SpaceX se torna a maior operadora comercial de satélites do mundo

Na terça-feira (7), um tuíte da SpaceX confirmou que a empresa lançou de forma bem-sucedida 60 novos satélites Starlink. Isso significa que, a partir de agora, a companhia liderada por Elon Musk é quem opera mais satélites comerciais no mundo, superando a então líder Planet Labs, e sua frota de 150 satélites de pesquisa.

Entretanto, a empresa ainda precisa mostrar que consegue gerenciar de forma eficiente a constelação de satélites que tem como objetivo levar internet banda larga para o mundo todo, principalmente para locais não alcançados por antenas convencionais.

O envio desses satélites foi realizado por um foguete Falcon 9, que foi lançado da Estação da Força Aérea de Cabo Canaveral, na Flórida, na segunda-feira (6). Esse é o terceiro envio de satélites feito pela empresa – os dois anteriores ocorreram em maio e novembro do ano passado.

O próximo passo da SpaceX é garantir que todos estejam funcionando de maneira correta. Depois que a análise for realizada, os satélites vão acionar seus propulsores de íons para chegar ao lugar onde devem ficar – cerca de 550 quilômetros acima da superfície da Terra – esse processo vai levar de um a quatro meses para ser concluído.

Com esse lançamento, o total de satélites Starlink em órbita subiu para 182. Entretanto, o número real pode ser algo próximo de 172, de acordo a SpaceNews: "Não está claro se todos os 182 satélites Starlink farão parte da constelação que a SpaceX espera começar a operar ainda este ano. Cerca de dez satélites do primeiro lançamento da empresa nunca atingiram sua órbita operacional, de acordo com um relatório divulgado recentemente".

Em julho, a SpaceX disse que apenas três satélites haviam falhado em sua missão, e que outros dois foram desorbitados intencionalmente. Não houve resposta da empresa em relação às alegações da SpaceNews.

A ideia da SpaceX é criar uma constelação com 42 mil satélites individuais. Até o fim de 2020, a empresa espera enviar 1.440 novos mini-satélites ao espaço. Esse plano exigiria pelo menos dois lançamentos por mês, o que se torna possível já que a companhia consegue usar o espaço extra de carga dos lançamentos comerciais programados para envio dos satélites.
Riscos operacionais

Os lançamentos de satélites Starlink provocam certa controvérsia entre os astrônomos. A principal reclamação é que os dispositivos estão interferindo em observações astronômicas. Para provar isso, um grupo de estudiosos de um observatório chileno compartilhou uma foto em que os satélites são vistos passando.

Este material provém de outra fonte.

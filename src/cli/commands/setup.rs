// Setup command implementation
use std::sync::Arc;

use anyhow::{Context, Result};
use tracing::info;

use crate::cli::Cli;
use crate::config::SetupConfig;
use crate::core::readiness::{resolve_emulator_addr, wait_for_emulator};
use crate::provision::{ProvisionReport, Provisioner};
use crate::pubsub::RestAdmin;

/// Execute the setup - wait for the emulator, then provision topics and the subscription
pub async fn execute(cli: &Cli) -> Result<ProvisionReport> {
    let config = SetupConfig::from_cli(cli)?;

    let addr = resolve_emulator_addr(&config.emulator_host).await?;

    wait_for_emulator(addr, config.readiness)
        .await
        .context("Pub/Sub emulator not ready")?;

    let admin = RestAdmin::new(&config.emulator_host, &config.project_id)
        .context("Failed to create Pub/Sub client")?;

    info!(
        emulator_host = %config.emulator_host,
        project_id = %config.project_id,
        "Connecting to Pub/Sub emulator at {} for project {}",
        admin.base_url(),
        config.project_id
    );

    let provisioner = Provisioner::new(Arc::new(admin));
    let report = provisioner.run(&config).await?;

    Ok(report)
}
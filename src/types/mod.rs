//! Common data types for setup-pubsub-emulator.

pub mod validation;

use serde::{Deserialize, Serialize};
use std::fmt;

/// A fully-qualified Pub/Sub resource name.
#[derive(Debug, Clone, PartialEq, Eq, Hash, Serialize, Deserialize)]
#[serde(tag = "type", rename_all = "lowercase")]
pub enum ResourceName {
    /// Topic resource: projects/{project}/topics/{topic}
    Topic {
        /// The project ID
        project: String,
        /// The topic ID
        topic: String,
    },
    /// Subscription resource: projects/{project}/subscriptions/{subscription}
    Subscription {
        /// The project ID
        project: String,
        /// The subscription ID
        subscription: String,
    },
}

impl ResourceName {
    /// Build a topic resource name.
    pub fn topic(project: impl Into<String>, topic: impl Into<String>) -> Self {
        ResourceName::Topic {
            project: project.into(),
            topic: topic.into(),
        }
    }

    /// Build a subscription resource name.
    pub fn subscription(project: impl Into<String>, subscription: impl Into<String>) -> Self {
        ResourceName::Subscription {
            project: project.into(),
            subscription: subscription.into(),
        }
    }

    /// Get the resource ID (topic or subscription).
    pub fn resource_id(&self) -> &str {
        match self {
            ResourceName::Topic { topic, .. } => topic,
            ResourceName::Subscription { subscription, .. } => subscription,
        }
    }

    /// Path of this resource under the emulator's v1 REST root.
    pub fn rest_path(&self) -> String {
        format!("/v1/{}", self)
    }
}

impl fmt::Display for ResourceName {
    fn fmt(&self, f: &mut fmt::Formatter<'_>) -> fmt::Result {
        match self {
            ResourceName::Topic { project, topic } => {
                write!(f, "projects/{}/topics/{}", project, topic)
            }
            ResourceName::Subscription {
                project,
                subscription,
            } => {
                write!(f, "projects/{}/subscriptions/{}", project, subscription)
            }
        }
    }
}

/// Role a provisioned resource plays in the local topology.
#[derive(Debug, Clone, Copy, PartialEq, Eq, Serialize, Deserialize)]
#[serde(rename_all = "snake_case")]
pub enum ResourceKind {
    /// Topic receiving messages that exhausted their delivery attempts.
    DeadLetterTopic,
    /// Topic the application publishes to.
    MainTopic,
    /// Pull subscription on the main topic.
    PullSubscription,
}

impl ResourceKind {
    /// Label used in log lines, e.g. "DLT topic".
    pub fn label(&self) -> &'static str {
        match self {
            ResourceKind::DeadLetterTopic => "DLT topic",
            ResourceKind::MainTopic => "Main topic",
            ResourceKind::PullSubscription => "Subscription",
        }
    }
}

impl fmt::Display for ResourceKind {
    fn fmt(&self, f: &mut fmt::Formatter<'_>) -> fmt::Result {
        f.write_str(self.label())
    }
}

#[cfg(test)]
mod tests {
    use super::*;

    #[test]
    fn test_resource_name_formatting() {
        let topic = ResourceName::topic("test-project", "test-topic");
        assert_eq!(topic.to_string(), "projects/test-project/topics/test-topic");
        assert_eq!(topic.rest_path(), "/v1/projects/test-project/topics/test-topic");

        let sub = ResourceName::subscription("test-project", "test-sub");
        assert_eq!(sub.to_string(), "projects/test-project/subscriptions/test-sub");
        assert_eq!(sub.resource_id(), "test-sub");
    }

    #[test]
    fn test_resource_kind_labels() {
        assert_eq!(ResourceKind::DeadLetterTopic.to_string(), "DLT topic");
        assert_eq!(ResourceKind::MainTopic.to_string(), "Main topic");
        assert_eq!(ResourceKind::PullSubscription.label(), "Subscription");
    }
}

Para defender seu programa, a SpaceX alegou que o efeito é apenas temporário, e que os satélites não serão mais vistos quando atingirem a órbita pretendida. Considerando o tempo para que cada lançamento atinja o local correto e a estimativa de dois lançamentos por mês, pode ser que os astrônomos vejam muitos dos satélites em suas observações ao longo do ano.

Outra preocupação a ser considerada é o acúmulo de lixo espacial. O tempo útil de vida desses satélites é de 25 anos. Após esse período, eles vão cair naturalmente na atmosfera. Esses detritos podem gerar colisões e acidentes com outros satélites presentes no mesmo espaço – atualmente, estima-se que há cinco mil satélites em órbita.